Nothing but the exact lines from the one containing "in a ring log" through the last line of the records below belongs in your answer.

[Stored items]
§
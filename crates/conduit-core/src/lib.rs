//! # Conduit Core
//!
//! Framing, cursors, and errors shared by the conduit log stores.
//!
//! Conduit carries small text records (diagnostic and connection-info
//! events) from one writer process to one reader process through a shared
//! file. This crate holds the pieces both sides agree on:
//!
//! - [`RecordCodec`]: the `[magic][length][content]` frame format
//! - [`Cursor`]: the reader's position in a ring log
//! - [`LogError`]: everything that can go wrong, with
//!   [`LogError::is_corruption`] marking the errors whose remedy is a clear

pub mod codec;
pub mod cursor;
pub mod error;

pub use codec::{
    DecodedFrame, DecodedRecords, FRAME_PREFIX_SIZE, LENGTH_SIZE, LengthPolicy, RECORD_MAGIC,
    RecordCodec,
};
pub use cursor::Cursor;
pub use error::{CoordinationError, LogError};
§
# [COMPLETED EXERCISE]
//! - [`Cursor`]: the reader's position in a ring log
//! - [`LogError`]: everything that can go wrong, with
//!   [`LogError::is_corruption`] marking the errors whose remedy is a clear

pub mod codec;
pub mod cursor;
pub mod error;

pub use codec::{
    DecodedFrame, DecodedRecords, FRAME_PREFIX_SIZE, LENGTH_SIZE, LengthPolicy, RECORD_MAGIC,
    RecordCodec,
};
pub use cursor::Cursor;
pub use error::{CoordinationError, LogError};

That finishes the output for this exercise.